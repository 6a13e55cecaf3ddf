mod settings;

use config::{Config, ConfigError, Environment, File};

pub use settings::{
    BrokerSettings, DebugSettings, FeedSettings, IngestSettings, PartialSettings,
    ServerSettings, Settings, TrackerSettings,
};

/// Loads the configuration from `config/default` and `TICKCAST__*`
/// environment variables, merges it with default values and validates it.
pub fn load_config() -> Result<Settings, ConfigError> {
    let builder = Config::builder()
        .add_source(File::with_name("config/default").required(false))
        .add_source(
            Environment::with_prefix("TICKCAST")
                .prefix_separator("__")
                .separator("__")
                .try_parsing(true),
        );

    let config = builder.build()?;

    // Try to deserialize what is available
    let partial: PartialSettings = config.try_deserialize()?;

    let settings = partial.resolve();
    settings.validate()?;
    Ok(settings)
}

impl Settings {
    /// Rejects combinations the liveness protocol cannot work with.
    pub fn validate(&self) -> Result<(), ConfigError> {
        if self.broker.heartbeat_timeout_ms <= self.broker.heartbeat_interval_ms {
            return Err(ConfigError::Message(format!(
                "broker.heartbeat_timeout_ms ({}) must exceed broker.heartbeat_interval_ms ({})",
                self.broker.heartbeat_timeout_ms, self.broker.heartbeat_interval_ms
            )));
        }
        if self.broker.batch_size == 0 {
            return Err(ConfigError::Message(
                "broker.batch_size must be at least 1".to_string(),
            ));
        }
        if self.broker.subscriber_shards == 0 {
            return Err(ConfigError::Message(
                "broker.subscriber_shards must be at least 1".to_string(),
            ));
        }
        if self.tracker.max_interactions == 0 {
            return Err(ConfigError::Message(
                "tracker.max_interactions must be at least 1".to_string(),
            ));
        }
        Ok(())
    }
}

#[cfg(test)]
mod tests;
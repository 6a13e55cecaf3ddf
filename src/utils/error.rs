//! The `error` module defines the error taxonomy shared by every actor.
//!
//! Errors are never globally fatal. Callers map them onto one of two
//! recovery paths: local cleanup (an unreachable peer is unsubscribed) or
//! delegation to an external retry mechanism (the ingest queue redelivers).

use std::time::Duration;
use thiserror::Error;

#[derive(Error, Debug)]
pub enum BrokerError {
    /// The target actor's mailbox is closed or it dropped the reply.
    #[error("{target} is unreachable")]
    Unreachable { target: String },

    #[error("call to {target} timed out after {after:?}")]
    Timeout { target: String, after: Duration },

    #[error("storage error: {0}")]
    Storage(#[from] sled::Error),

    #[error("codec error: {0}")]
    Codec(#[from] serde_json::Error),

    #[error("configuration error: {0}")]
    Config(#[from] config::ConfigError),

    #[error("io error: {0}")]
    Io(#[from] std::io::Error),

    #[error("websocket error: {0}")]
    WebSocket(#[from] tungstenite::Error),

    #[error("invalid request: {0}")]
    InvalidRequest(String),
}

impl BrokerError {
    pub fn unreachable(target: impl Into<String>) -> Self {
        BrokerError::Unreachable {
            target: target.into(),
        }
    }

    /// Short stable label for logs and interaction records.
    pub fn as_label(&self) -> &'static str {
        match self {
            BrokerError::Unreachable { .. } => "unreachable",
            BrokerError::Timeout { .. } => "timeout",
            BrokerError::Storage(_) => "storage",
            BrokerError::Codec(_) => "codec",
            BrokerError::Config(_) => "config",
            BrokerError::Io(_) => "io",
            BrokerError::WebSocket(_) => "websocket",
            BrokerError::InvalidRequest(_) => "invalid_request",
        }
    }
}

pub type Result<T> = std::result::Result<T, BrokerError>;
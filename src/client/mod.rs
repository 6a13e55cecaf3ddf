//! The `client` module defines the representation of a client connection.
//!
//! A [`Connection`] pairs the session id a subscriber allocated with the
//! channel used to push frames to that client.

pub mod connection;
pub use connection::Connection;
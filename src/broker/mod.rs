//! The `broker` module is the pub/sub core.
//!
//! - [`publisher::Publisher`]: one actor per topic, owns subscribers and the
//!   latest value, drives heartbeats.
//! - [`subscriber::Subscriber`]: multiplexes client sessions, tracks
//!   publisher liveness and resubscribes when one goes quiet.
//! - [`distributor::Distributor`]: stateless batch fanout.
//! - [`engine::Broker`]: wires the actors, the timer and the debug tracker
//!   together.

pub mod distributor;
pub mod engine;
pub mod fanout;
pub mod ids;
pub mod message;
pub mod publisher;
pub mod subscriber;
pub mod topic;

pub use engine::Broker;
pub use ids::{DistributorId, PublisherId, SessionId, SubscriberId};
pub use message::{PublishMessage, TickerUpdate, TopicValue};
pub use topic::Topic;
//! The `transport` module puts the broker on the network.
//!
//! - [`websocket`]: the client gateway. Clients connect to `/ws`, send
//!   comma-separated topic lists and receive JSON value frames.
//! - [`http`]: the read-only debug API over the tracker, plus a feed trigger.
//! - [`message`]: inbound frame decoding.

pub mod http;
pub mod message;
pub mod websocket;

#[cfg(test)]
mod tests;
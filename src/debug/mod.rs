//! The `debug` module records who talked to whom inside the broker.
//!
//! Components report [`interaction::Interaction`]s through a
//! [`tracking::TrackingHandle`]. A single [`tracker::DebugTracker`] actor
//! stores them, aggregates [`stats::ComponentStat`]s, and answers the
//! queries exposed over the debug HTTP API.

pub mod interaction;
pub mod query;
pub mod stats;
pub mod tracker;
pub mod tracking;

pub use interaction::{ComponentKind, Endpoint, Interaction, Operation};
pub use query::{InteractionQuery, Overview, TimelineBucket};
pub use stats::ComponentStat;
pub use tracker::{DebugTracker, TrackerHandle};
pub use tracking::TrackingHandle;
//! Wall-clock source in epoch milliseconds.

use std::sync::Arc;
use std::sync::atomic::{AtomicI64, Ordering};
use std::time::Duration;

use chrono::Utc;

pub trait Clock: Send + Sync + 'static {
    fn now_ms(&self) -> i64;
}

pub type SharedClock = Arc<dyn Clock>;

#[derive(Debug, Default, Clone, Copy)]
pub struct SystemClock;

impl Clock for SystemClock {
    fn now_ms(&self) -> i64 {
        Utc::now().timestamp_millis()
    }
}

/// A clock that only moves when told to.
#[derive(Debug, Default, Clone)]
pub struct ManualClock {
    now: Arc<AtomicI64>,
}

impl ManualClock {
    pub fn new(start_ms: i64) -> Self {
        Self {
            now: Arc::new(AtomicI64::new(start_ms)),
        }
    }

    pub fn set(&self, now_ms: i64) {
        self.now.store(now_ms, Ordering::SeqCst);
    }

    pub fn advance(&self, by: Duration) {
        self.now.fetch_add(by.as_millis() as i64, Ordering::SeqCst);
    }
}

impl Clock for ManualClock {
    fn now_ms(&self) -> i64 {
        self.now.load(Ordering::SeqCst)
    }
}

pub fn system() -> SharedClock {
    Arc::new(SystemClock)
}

+ + + + +

• **WORK TO BE COMPLETED**
Nothing may be left out. Copy each line of the listing exactly.

• **ANSWER**
repository 6a13e55cecaf3ddf
mod settings;

use config::{Config, ConfigError, Environment, File};

pub use settings::{
    BrokerSettings, DebugSettings, FeedSettings, IngestSettings, PartialSettings,
    ServerSettings, Settings, TrackerSettings,
};

/// Loads the configuration from `config/default` and `TICKCAST__*`
/// environment variables, merges it with default values and validates it.
pub fn load_config() -> Result<Settings, ConfigError> {
    let builder = Config::builder()
        .add_source(File::with_name("config/default").required(false))
        .add_source(
            Environment::with_prefix("TICKCAST")
                .prefix_separator("__")
                .separator("__")
                .try_parsing(true),
        );

    let config = builder.build()?;

    // Try to deserialize what is available
    let partial: PartialSettings = config.try_deserialize()?;

    let settings = partial.resolve();
    settings.validate()?;
    Ok(settings)
}

impl Settings {
    /// Rejects combinations the liveness protocol cannot work with.
    pub fn validate(&self) -> Result<(), ConfigError> {
        if self.broker.heartbeat_timeout_ms <= self.broker.heartbeat_interval_ms {
            return Err(ConfigError::Message(format!(
                "broker.heartbeat_timeout_ms ({}) must exceed broker.heartbeat_interval_ms ({})",
                self.broker.heartbeat_timeout_ms, self.broker.heartbeat_interval_ms
            )));
        }
        if self.broker.batch_size == 0 {
            return Err(ConfigError::Message(
                "broker.batch_size must be at least 1".to_string(),
            ));
        }
        if self.broker.subscriber_shards == 0 {
            return Err(ConfigError::Message(
                "broker.subscriber_shards must be at least 1".to_string(),
            ));
        }
        if self.tracker.max_interactions == 0 {
            return Err(ConfigError::Message(
                "tracker.max_interactions must be at least 1".to_string(),
            ));
        }
        Ok(())
    }
}

#[cfg(test)]
mod tests;
repository 6a13e55cecaf3ddf
filename src/utils/error.rs
//! The `error` module defines the error taxonomy shared by every actor.
//!
//! Errors are never globally fatal. Callers map them onto one of two
//! recovery paths: local cleanup (an unreachable peer is unsubscribed) or
//! delegation to an external retry mechanism (the ingest queue redelivers).

use std::time::Duration;
use thiserror::Error;

#[derive(Error, Debug)]
pub enum BrokerError {
    /// The target actor's mailbox is closed or it dropped the reply.
    #[error("{target} is unreachable")]
    Unreachable { target: String },

    #[error("call to {target} timed out after {after:?}")]
    Timeout { target: String, after: Duration },

    #[error("storage error: {0}")]
    Storage(#[from] sled::Error),

    #[error("codec error: {0}")]
    Codec(#[from] serde_json::Error),

    #[error("configuration error: {0}")]
    Config(#[from] config::ConfigError),

    #[error("io error: {0}")]
    Io(#[from] std::io::Error),

    #[error("websocket error: {0}")]
    WebSocket(#[from] tungstenite::Error),

    #[error("invalid request: {0}")]
    InvalidRequest(String),
}

impl BrokerError {
    pub fn unreachable(target: impl Into<String>) -> Self {
        BrokerError::Unreachable {
            target: target.into(),
        }
    }

    /// Short stable label for logs and interaction records.
    pub fn as_label(&self) -> &'static str {
        match self {
            BrokerError::Unreachable { .. } => "unreachable",
            BrokerError::Timeout { .. } => "timeout",
            BrokerError::Storage(_) => "storage",
            BrokerError::Codec(_) => "codec",
            BrokerError::Config(_) => "config",
            BrokerError::Io(_) => "io",
            BrokerError::WebSocket(_) => "websocket",
            BrokerError::InvalidRequest(_) => "invalid_request",
        }
    }
}

pub type Result<T> = std::result::Result<T, BrokerError>;
filename src/client/mod.rs
repository 6a13e55cecaf3ddf
//! The `client` module defines the representation of a client connection.
//!
//! A [`Connection`] pairs the session id a subscriber allocated with the
//! channel used to push frames to that client.

pub mod connection;
pub use connection::Connection;
filename src/broker/mod.rs
//! The `broker` module is the pub/sub core.
//!
//! - [`publisher::Publisher`]: one actor per topic, owns subscribers and the
//!   latest value, drives heartbeats.
//! - [`subscriber::Subscriber`]: multiplexes client sessions, tracks
//!   publisher liveness and resubscribes when one goes quiet.
//! - [`distributor::Distributor`]: stateless batch fanout.
//! - [`engine::Broker`]: wires the actors, the timer and the debug tracker
//!   together.

pub mod distributor;
pub mod engine;
pub mod fanout;
pub mod ids;
pub mod message;
pub mod publisher;
pub mod subscriber;
pub mod topic;

pub use engine::Broker;
pub use ids::{DistributorId, PublisherId, SessionId, SubscriberId};
pub use message::{PublishMessage, TickerUpdate, TopicValue};
pub use topic::Topic;
//! The `transport` module puts the broker on the network.
//!
//! - [`websocket`]: the client gateway. Clients connect to `/ws`, send
//!   comma-separated topic lists and receive JSON value frames.
//! - [`http`]: the read-only debug API over the tracker, plus a feed trigger.
//! - [`message`]: inbound frame decoding.

pub mod http;
pub mod message;
pub mod websocket;

#[cfg(test)]
mod tests;
filename src/debug/mod.rs
//! The `debug` module records who talked to whom inside the broker.
//!
//! Components report [`interaction::Interaction`]s through a
//! [`tracking::TrackingHandle`]. A single [`tracker::DebugTracker`] actor
//! stores them, aggregates [`stats::ComponentStat`]s, and answers the
//! queries exposed over the debug HTTP API.

pub mod interaction;
pub mod query;
pub mod stats;
pub mod tracker;
pub mod tracking;

pub use interaction::{ComponentKind, Endpoint, Interaction, Operation};
pub use query::{InteractionQuery, Overview, TimelineBucket};
pub use stats::ComponentStat;
pub use tracker::{DebugTracker, TrackerHandle};
pub use tracking::TrackingHandle;
//! Wall-clock source in epoch milliseconds.

use std::sync::Arc;
use std::sync::atomic::{AtomicI64, Ordering};
use std::time::Duration;

use chrono::Utc;

pub trait Clock: Send + Sync + 'static {
    fn now_ms(&self) -> i64;
}

pub type SharedClock = Arc<dyn Clock>;

#[derive(Debug, Default, Clone, Copy)]
pub struct SystemClock;

impl Clock for SystemClock {
    fn now_ms(&self) -> i64 {
        Utc::now().timestamp_millis()
    }
}

/// A clock that only moves when told to.
#[derive(Debug, Default, Clone)]
pub struct ManualClock {
    now: Arc<AtomicI64>,
}

impl ManualClock {
    pub fn new(start_ms: i64) -> Self {
        Self {
            now: Arc::new(AtomicI64::new(start_ms)),
        }
    }

    pub fn set(&self, now_ms: i64) {
        self.now.store(now_ms, Ordering::SeqCst);
    }

    pub fn advance(&self, by: Duration) {
        self.now.fetch_add(by.as_millis() as i64, Ordering::SeqCst);
    }
}

impl Clock for ManualClock {
    fn now_ms(&self) -> i64 {
        self.now.load(Ordering::SeqCst)
    }
}

pub fn system() -> SharedClock {
    Arc::new(SystemClock)
}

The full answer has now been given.